Saturday, 12 July 2008

Close-Up Photography

The company I ordered my step-up ring adapter from, SRB-Griturn, sell adapters which I'd never even considered before. Amongst them are adapters to reverse-mount a lens to a camera body, supposedly for close-up photography. The idea is that you take your lens off the camera body, and reverse mount it to the body using the lens filter thread into one side of this adapter, and the other side fits into the camera where the lens would normally go.

And they recommend you "try it first", by holding the lens in reverse up against the body and taking a photo of something.

Now, here is a photo taken using my Canon 18-55mm lens mounted normally. This is about the closest focus I can get to an object:



After taking that photo, I removed the lens, turned it round, and put it up against the hole in the camera. There are a number of obstacles to overcome here.

  1. You lose autofocus functionality, meaning you have to manually focus the lens
  2. The lens focussing isn't really sufficient in this configuration, so you end up moving the camera backwards and forwards anyway
  3. While holding the lens against the body with one hand, and leaving the other hand poised over the shutter button, you need a third hand to change the lens focus
  4. With the camera so close to the subject, light is an issue. There's not enough of it. I switched on a spot-light to get enough light in
After all that, I managed to take the photo below. This was with the lens rather close to the phone, and the results speak for themselves:



There's a fairly small area which is in focus. This is to be expected, given this configuration, and could probably be improved if I had enough hands. I suspect that is what these reverse-mounting adapters are for; freeing up the hand that is holding the lens, so you can focus with it instead!

Even so, I'm amazed by how close this gets you, and of the image quality resulting from it (fuzzy focus aside!)

Wednesday, 9 July 2008

Filter Ring Step Adapters

This morning I was running round Nottingham trying to find somewhere that sold filter ring adapters; these are devices which attach to the filter thread of a camera lens and provide another filter thread of a different size, allowing you to use smaller or larger filters than the lens ordinarily permits.

In my case, I wanted to be able to use my 62mm circular polarising filter on my 58mm thread lens, so I needed a 58-62mm step-up ring. This proved impossible to find. Jacobs had some adapters, but most were step-down (which surely would obscure part of the lens and thus be of very little use at all). The few step-up adapters they did have were the wrong sizes, so I moved on to London Camera Exchange, who informed me they did not keep adapters in stock, but could order them in.

Onwards to Jessops, who also do not stock them. It was here, however, that I received the most useful response; that a company called SRB, based in Luton, produced every kind of adapter imaginable, and took online orders!

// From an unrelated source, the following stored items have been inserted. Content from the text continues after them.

use crate::column::Column;
use std::sync::Arc;

/// A column that may be referenced from several places at once, such as a
/// chunk handed to more than one operator.
pub type SharedColumn = Arc<dyn Column>;

/// Copy-on-write access: returns the column itself if `col` is the only
/// reference, otherwise first replaces `col` with a private deep copy.
pub fn make_exclusive(col: &mut SharedColumn) -> &mut dyn Column {
    if Arc::get_mut(col).is_none() {
        *col = Arc::from(col.clone_column());
    }
    match Arc::get_mut(col) {
        Some(c) => c,
        None => unreachable!("freshly cloned column is uniquely owned"),
    }
}
// A column of maps. Row `i` owns the elements `offsets[i]..offsets[i + 1]`
// of two parallel child columns, one of keys and one of values, which hold
// every row's entries concatenated in row order.
//
// Invariants:
//   - offsets.len() == size() + 1, offsets[0] == 0, offsets non-decreasing
//   - keys.size() == values.size() == offsets.last()
//   - keys and values are nullable columns, whatever the map's own type
//
// Null keys are never produced by append_datum; they come from callers
// building children directly or from nulled-out entries, and get() skips
// them when it materializes the row.
//
// The map column itself has no null representation: a null map and an empty
// map are both a zero-length element span. A column that needs to tell them
// apart wraps this one in a NullableColumn.

use crate::{
    column::{
        check_capacity, down_cast, down_cast_mut, downgrade_helper, upgrade_helper, Column,
        ColumnBox, MAX_CAPACITY_LIMIT,
    },
    datum::{Datum, DatumMap},
    filter::{compact_offsets, filter_keep, FilterKernel},
    fixed::UInt32Column,
    hash::{crc32_hash, fnv_hash},
    nullable::NullableColumn,
    row_buffer::RowBuffer,
};
use std::any::Any;
use strata_base::{Result, SizeMismatch, Truncated};
use tracing::debug;

const NAME: &str = "MapColumn";
const COUNT_SIZE: usize = std::mem::size_of::<u32>();

#[derive(Debug)]
pub struct MapColumn {
    keys: ColumnBox,
    values: ColumnBox,
    offsets: UInt32Column,
}

impl MapColumn {
    /// Takes ownership of prebuilt children. An empty `offsets` is seeded
    /// with the leading 0; a non-empty one must already start with it.
    pub fn new(keys: ColumnBox, values: ColumnBox, mut offsets: UInt32Column) -> Self {
        if offsets.is_empty() {
            offsets.append_value(0);
        }
        MapColumn {
            keys,
            values,
            offsets,
        }
    }

    /// Like `new` with empty offsets, wrapping either child in a
    /// `NullableColumn` if it is not one already. Children must be empty.
    pub fn with_children(keys: ColumnBox, values: ColumnBox) -> Self {
        assert!(keys.is_empty() && values.is_empty(), "children must start empty");
        let wrap = |c: ColumnBox| -> ColumnBox {
            if c.is_nullable() {
                c
            } else {
                Box::new(NullableColumn::wrap(c))
            }
        };
        MapColumn::new(wrap(keys), wrap(values), UInt32Column::new())
    }

    pub fn keys(&self) -> &dyn Column {
        self.keys.as_ref()
    }

    pub fn values(&self) -> &dyn Column {
        self.values.as_ref()
    }

    pub fn offsets(&self) -> &UInt32Column {
        &self.offsets
    }

    fn offset(&self, i: usize) -> usize {
        self.offsets.get_data()[i] as usize
    }

    fn last_offset(&self) -> u32 {
        let data = self.offsets.get_data();
        data[data.len() - 1]
    }

    /// Element span `(start, len)` of row `idx`.
    fn span(&self, idx: usize) -> (usize, usize) {
        let data = self.offsets.get_data();
        assert!(idx + 1 < data.len(), "row {} out of range {}", idx, data.len() - 1);
        let start = data[idx] as usize;
        (start, data[idx + 1] as usize - start)
    }

    pub fn get_map_size(&self, idx: usize) -> usize {
        self.span(idx).1
    }

    fn push_offset(&mut self, len: usize) {
        let next = self.last_offset() as usize + len;
        self.offsets.append_value(next as u32);
    }

    /// `filter_range` with an explicit choice of row-pass kernel. Every
    /// kernel leaves the column in the same state.
    pub fn filter_range_with_kernel(
        &mut self,
        kernel: FilterKernel,
        filter: &[u8],
        from: usize,
        to: usize,
    ) -> usize {
        assert_eq!(self.size(), to, "map filter must reach the end of the column");
        let offsets = self.offsets.get_data_mut();
        let elements_start = offsets[from] as usize;
        let elements_end = offsets[to] as usize;
        let mut element_filter = vec![0_u8; elements_end];

        let result = compact_offsets(kernel, filter, offsets, from, to, &mut element_filter);
        let kept_elements = offsets[result] as usize;

        let kept = self
            .keys
            .filter_range(&element_filter, elements_start, elements_end);
        debug_assert_eq!(kept, kept_elements);
        let kept = self
            .values
            .filter_range(&element_filter, elements_start, elements_end);
        debug_assert_eq!(kept, kept_elements);
        self.resize(result);
        result
    }

    fn deserialize_entries<'a>(&mut self, mut pos: &'a [u8], count: usize) -> Result<&'a [u8]> {
        for _ in 0..count {
            pos = self.keys.deserialize_and_append(pos)?;
            pos = self.values.deserialize_and_append(pos)?;
        }
        Ok(pos)
    }
}
use std::fmt::Write;

/// Text rendering target for result rows. Columns push their own items;
/// nested columns bracket and separate their children's items.
#[derive(Debug, Default, Clone)]
pub struct RowBuffer {
    data: String,
    depth: usize,
}

impl RowBuffer {
    pub fn new() -> Self {
        RowBuffer::default()
    }

    pub fn as_str(&self) -> &str {
        &self.data
    }

    pub fn clear(&mut self) {
        self.data.clear();
        self.depth = 0;
    }

    pub fn begin_push_bracket(&mut self) {
        self.data.push('{');
        self.depth += 1;
    }

    pub fn finish_push_bracket(&mut self) {
        assert!(self.depth > 0, "unbalanced row buffer bracket");
        self.depth -= 1;
        self.data.push('}');
    }

    pub fn separator(&mut self, c: char) {
        self.data.push(c);
    }

    pub fn push_null(&mut self) {
        self.data.push_str("null");
    }

    pub fn push_number<T: std::fmt::Display>(&mut self, v: T) {
        // Writing into a String cannot fail.
        let _ = write!(self.data, "{}", v);
    }

    pub fn push_string(&mut self, bytes: &[u8], quote: char) {
        self.data.push(quote);
        for ch in String::from_utf8_lossy(bytes).chars() {
            if ch == quote || ch == '\\' {
                self.data.push('\\');
            }
            self.data.push(ch);
        }
        self.data.push(quote);
    }
}
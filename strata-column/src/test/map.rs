use super::{abc_column, map_column_of, map_datum, new_map_column, rows_of};
use crate::{
    BinaryColumn, Column, Datum, DatumKey, DatumMap, Int32Column, MapColumn, NullableColumn,
    RowBuffer, UInt32Column,
};
use test_log::test;

#[test]
fn test_offsets_layout() {
    let col = abc_column();
    assert_eq!(col.size(), 3);
    assert_eq!(col.offsets().get_data(), &[0, 2, 2, 3]);
    assert_eq!(col.keys().size(), 3);
    assert_eq!(col.values().size(), 3);
    assert_eq!(col.get_map_size(0), 2);
    assert_eq!(col.get_map_size(1), 0);
    assert_eq!(col.get_map_size(2), 1);
    assert!(col.keys().is_nullable());
    assert!(col.values().is_nullable());
    col.check_or_die();
}

#[test]
fn test_get() {
    let col = abc_column();
    assert_eq!(col.get(0), map_datum(&[(1, "a"), (2, "b")]));
    assert_eq!(col.get(1), Datum::Map(DatumMap::new()));
    assert_eq!(col.get(2), map_datum(&[(3, "c")]));
}

#[test]
fn test_get_skips_null_keys_keeps_null_values() {
    let keys = NullableColumn::new(Box::new(Int32Column::from_vec(vec![1, 0, 7])), vec![0, 1, 0]);
    let values = NullableColumn::new(
        Box::new(BinaryColumn::from_slices([&b"a"[..], &b"z"[..], &b""[..]])),
        vec![0, 0, 1],
    );
    let col = MapColumn::new(
        Box::new(keys),
        Box::new(values),
        UInt32Column::from_vec(vec![0, 3]),
    );
    col.check_or_die();
    let mut expect = DatumMap::new();
    expect.insert(DatumKey::from(1), Datum::from("a"));
    expect.insert(DatumKey::from(7), Datum::Null);
    assert_eq!(col.get(0), Datum::Map(expect));
    assert_eq!(col.get_map_size(0), 3);
}

#[test]
fn test_byte_sizes() {
    let col = abc_column();
    // Keys: 2 int32 + 2 null bytes. Values: "a", "b" + 2 offsets + 2 null
    // bytes. Plus the row's own offset.
    assert_eq!(col.byte_size_at(0), (8 + 2) + (2 + 8 + 2) + 4);
    assert_eq!(col.byte_size_at(1), 4);
    assert_eq!(col.byte_size_range(0, 3), (12 + 3) + (3 + 12 + 3) + 12);
    assert_eq!(col.byte_size(), col.byte_size_range(0, 3));
    assert_eq!(col.element_memory_usage(0, 3), col.byte_size_range(0, 3));
    assert_eq!(col.byte_size_range(1, 1), 4);
}

#[test]
fn test_append_datum_null_is_empty_map() {
    let mut col = abc_column();
    col.append_datum(&Datum::Null);
    assert_eq!(col.size(), 4);
    assert_eq!(col.get(3), Datum::Map(DatumMap::new()));
    assert_eq!(col.offsets().get_data(), &[0, 2, 2, 3, 3]);
}

#[test]
fn test_append_is_associative() {
    let src = abc_column();
    let mut whole = new_map_column();
    whole.append(&src, 0, 3);

    let mut pieces = new_map_column();
    pieces.append(&src, 0, 1);
    pieces.append(&src, 1, 2);

    assert_eq!(whole.offsets().get_data(), pieces.offsets().get_data());
    assert_eq!(rows_of(&whole), rows_of(&pieces));
    assert_eq!(rows_of(&whole), rows_of(&src));
    pieces.check_or_die();
}

#[test]
fn test_append_onto_nonempty() {
    let mut col = map_column_of(&[&[(9, "z")]]);
    let src = abc_column();
    col.append(&src, 1, 2);
    assert_eq!(col.offsets().get_data(), &[0, 1, 1, 2]);
    assert_eq!(col.get(2), map_datum(&[(3, "c")]));
    col.check_or_die();
}

#[test]
fn test_append_selective_and_repeated() {
    let src = abc_column();
    let mut col = new_map_column();
    col.append_selective(&src, &[2, 0, 2], 1, 2);
    assert_eq!(rows_of(&col), vec![src.get(0), src.get(2)]);

    col.append_value_multiple_times(&src, 0, 2);
    assert_eq!(col.size(), 4);
    assert_eq!(col.get(3), src.get(0));
    assert_eq!(col.offsets().get_data(), &[0, 2, 3, 5, 7]);

    col.append_datum_multiple_times(&map_datum(&[(4, "d")]), 3);
    assert_eq!(col.size(), 7);
    assert_eq!(col.get(6), map_datum(&[(4, "d")]));
    col.check_or_die();
}

#[test]
fn test_empty_operations_change_nothing() {
    let mut col = abc_column();
    let before = rows_of(&col);
    assert!(col.append_nulls(0));
    col.append_default(0);
    col.append(&abc_column(), 1, 0);
    col.append_selective(&abc_column(), &[0, 1], 0, 0);
    assert_eq!(col.filter(&[1, 1, 1]), 3);
    assert_eq!(col.offsets().get_data(), &[0, 2, 2, 3]);
    assert_eq!(rows_of(&col), before);
}

#[test]
fn test_nulls_and_defaults_are_empty_maps() {
    let mut col = abc_column();
    assert!(col.append_nulls(2));
    col.append_default(1);
    assert_eq!(col.offsets().get_data(), &[0, 2, 2, 3, 3, 3, 3]);
    assert!(!col.is_null(3));
    assert!(!col.set_null(0));
    assert_eq!(col.get(0), map_datum(&[(1, "a"), (2, "b")]));
}

#[test]
fn test_nullable_map() {
    let mut col = NullableColumn::wrap(Box::new(new_map_column()));
    col.append_datum(&map_datum(&[(1, "a")]));
    col.append_datum(&Datum::Null);
    assert!(col.is_null(1));
    assert_eq!(col.get(1), Datum::Null);
    assert_eq!(col.debug_item(1), "NULL");
    assert!(col.set_null(0));
    assert_eq!(col.get(0), Datum::Null);
    col.check_or_die();
}

#[test]
fn test_put_row_buffer() {
    let col = abc_column();
    let mut buf = RowBuffer::new();
    col.put_row_buffer(&mut buf, 0);
    assert_eq!(buf.as_str(), r#"{1:"a",2:"b"}"#);
    buf.clear();
    col.put_row_buffer(&mut buf, 1);
    assert_eq!(buf.as_str(), "{}");
}

#[test]
fn test_debug_rendering() {
    let col = abc_column();
    assert_eq!(col.debug_item(0), "{1:'a', 2:'b'}");
    assert_eq!(col.debug_item(1), "{}");
    assert_eq!(col.debug_string(), "{1:'a', 2:'b'}, {}, {3:'c'}");
}

#[test]
fn test_compare_at_is_unordered() {
    let col = abc_column();
    assert_eq!(col.compare_at(0, 0, &col, 1), -1);
    assert_eq!(col.compare_at(2, 1, &col, -1), -1);
}

#[test]
#[should_panic(expected = "raw_data")]
fn test_raw_data_unsupported() {
    abc_column().raw_data();
}

#[test]
fn test_nested_map_values() {
    let mut col = MapColumn::with_children(Box::new(Int32Column::new()), Box::new(new_map_column()));
    let mut outer = DatumMap::new();
    outer.insert(DatumKey::from(1), map_datum(&[(10, "x"), (11, "y")]));
    outer.insert(DatumKey::from(2), Datum::Null);
    col.append_datum(&Datum::Map(outer.clone()));
    col.append_datum(&map_datum(&[]));

    assert_eq!(col.get(0), Datum::Map(outer));
    assert_eq!(col.get(1), Datum::Map(DatumMap::new()));
    assert_eq!(col.debug_item(0), "{1:{10:'x', 11:'y'}, 2:NULL}");

    let mut buf = RowBuffer::new();
    col.put_row_buffer(&mut buf, 0);
    assert_eq!(buf.as_str(), r#"{1:{10:"x",11:"y"},2:null}"#);
    col.check_or_die();
}

#[test]
fn test_reserve_and_capacity() {
    let mut col = new_map_column();
    col.reserve(100);
    assert!(col.capacity() >= 100);
    assert!(col.is_empty());
}

#[test]
fn test_resize() {
    let mut col = abc_column();
    col.resize(1);
    assert_eq!(col.offsets().get_data(), &[0, 2]);
    assert_eq!(col.keys().size(), 2);
    col.resize(3);
    assert_eq!(col.offsets().get_data(), &[0, 2, 2, 2]);
    assert_eq!(col.get(2), Datum::Map(DatumMap::new()));
    col.check_or_die();
}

So, after returning home, I Googled SRB Luton, and found the most useful photographic adapter producer in the world: http://www.srb-griturn.com/. They stock step-up and step-down ring adapters as well as a whole range of other more exotic things; adapters to make a macro lens out of two lenses, adapters for telescopes and microscopes... the list is almost endless.

I placed my order this afternoon, selecting 1st class delivery. Hopefully the adapter should arrive soon, and I can certainly recommend the website if you're looking for an adapter. In fact, if they don't have what you need, you can ask them to quote you a price for making it! It really doesn't get any better.

Saturday, 5 July 2008

Circular Polariser

My circular polariser arrived today. It's a Hoya Pro1 Digital filter, meaning it has multiple coatings to reduce flares and ghosting, a black frame, black rimmed glass to reduce internal reflections, a low profile frame, and other useful stuff. It's also pretty damn awesome!

I can't be bothered to explain the physics of polarisation, be it linear or circular. I also can't be bothered to explain why cameras with autofocus or through-the-lens metering need circular polarisers, but I'm sure you can all use Google to find that out for yourselves.

What I will do is show you the extremes of the differences in polarisation, and their effects on the image.

The first image is the greenhouse in my back garden. Notice that there is a lot of reflection from the sky. Reflected light is (partially) polarised, with a maximum of 100% polarisation between 50 and 60 degrees from the normal to the reflective plane. Because of this, I can use the polariser to select the light polarised from the reflection, maximising the reflection effect captured in the image:


Alternatively, I can rotate the filter 90 degrees to almost eliminate the reflected light, leaving only the light transmitted through the glass from the tree behind:


Notice also that the greens became more vibrant; that's due to a similar effect with the scattered light from the sky, and reflection from the leaves themselves.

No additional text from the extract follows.